:: Extracted data ::
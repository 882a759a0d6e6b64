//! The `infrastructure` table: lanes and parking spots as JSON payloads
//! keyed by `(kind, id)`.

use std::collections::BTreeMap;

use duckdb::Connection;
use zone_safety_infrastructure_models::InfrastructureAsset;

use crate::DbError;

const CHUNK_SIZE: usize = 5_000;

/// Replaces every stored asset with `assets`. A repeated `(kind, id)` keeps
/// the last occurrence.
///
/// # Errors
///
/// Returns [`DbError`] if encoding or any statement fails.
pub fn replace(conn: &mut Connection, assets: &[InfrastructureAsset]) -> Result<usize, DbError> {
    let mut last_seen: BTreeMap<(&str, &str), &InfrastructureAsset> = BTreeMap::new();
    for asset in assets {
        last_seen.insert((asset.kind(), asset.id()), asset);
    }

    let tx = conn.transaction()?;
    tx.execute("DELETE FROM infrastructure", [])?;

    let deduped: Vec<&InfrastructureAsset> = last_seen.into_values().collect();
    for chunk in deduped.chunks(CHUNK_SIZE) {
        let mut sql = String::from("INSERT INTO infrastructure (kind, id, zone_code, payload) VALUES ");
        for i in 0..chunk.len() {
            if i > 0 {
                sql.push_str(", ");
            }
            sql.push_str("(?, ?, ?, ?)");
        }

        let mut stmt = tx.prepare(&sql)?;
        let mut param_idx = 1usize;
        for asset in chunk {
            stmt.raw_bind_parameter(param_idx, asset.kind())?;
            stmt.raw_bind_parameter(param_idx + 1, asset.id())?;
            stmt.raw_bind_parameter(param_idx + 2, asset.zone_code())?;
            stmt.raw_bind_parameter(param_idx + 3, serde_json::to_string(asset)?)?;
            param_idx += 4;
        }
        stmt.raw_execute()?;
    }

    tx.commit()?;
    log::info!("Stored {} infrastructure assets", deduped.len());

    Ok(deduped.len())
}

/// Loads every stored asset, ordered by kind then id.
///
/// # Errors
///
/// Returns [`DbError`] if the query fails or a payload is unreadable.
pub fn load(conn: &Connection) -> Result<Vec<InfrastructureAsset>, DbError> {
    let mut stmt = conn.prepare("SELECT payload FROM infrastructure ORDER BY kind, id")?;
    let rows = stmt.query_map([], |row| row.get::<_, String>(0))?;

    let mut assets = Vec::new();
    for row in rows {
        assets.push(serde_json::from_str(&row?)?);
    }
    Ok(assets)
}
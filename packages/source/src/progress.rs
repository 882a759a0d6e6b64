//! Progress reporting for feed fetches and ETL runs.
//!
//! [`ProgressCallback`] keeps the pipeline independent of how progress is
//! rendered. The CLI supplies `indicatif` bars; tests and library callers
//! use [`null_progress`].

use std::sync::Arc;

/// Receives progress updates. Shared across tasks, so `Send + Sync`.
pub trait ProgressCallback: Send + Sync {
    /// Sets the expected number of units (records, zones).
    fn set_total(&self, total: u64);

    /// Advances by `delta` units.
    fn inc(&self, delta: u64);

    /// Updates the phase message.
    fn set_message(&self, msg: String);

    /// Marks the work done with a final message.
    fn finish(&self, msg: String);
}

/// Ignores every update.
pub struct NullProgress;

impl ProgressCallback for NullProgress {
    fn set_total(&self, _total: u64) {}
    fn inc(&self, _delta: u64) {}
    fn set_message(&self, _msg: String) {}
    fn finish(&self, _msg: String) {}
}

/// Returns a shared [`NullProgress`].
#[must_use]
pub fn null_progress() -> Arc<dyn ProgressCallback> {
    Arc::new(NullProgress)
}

:: Task instructions ::
Leave out every line before the one containing "fn set_total(&self, total: u64);"; set down that line and all remaining lines of the material exactly.

:: The answer ::
    fn set_total(&self, total: u64);

    /// Advances by `delta` units.
    fn inc(&self, delta: u64);

    /// Updates the phase message.
    fn set_message(&self, msg: String);

    /// Marks the work done with a final message.
    fn finish(&self, msg: String);
}

/// Ignores every update.
pub struct NullProgress;

impl ProgressCallback for NullProgress {
    fn set_total(&self, _total: u64) {}
    fn inc(&self, _delta: u64) {}
    fn set_message(&self, _msg: String) {}
    fn finish(&self, _msg: String) {}
}

/// Returns a shared [`NullProgress`].
#[must_use]
pub fn null_progress() -> Arc<dyn ProgressCallback> {
    Arc::new(NullProgress)
}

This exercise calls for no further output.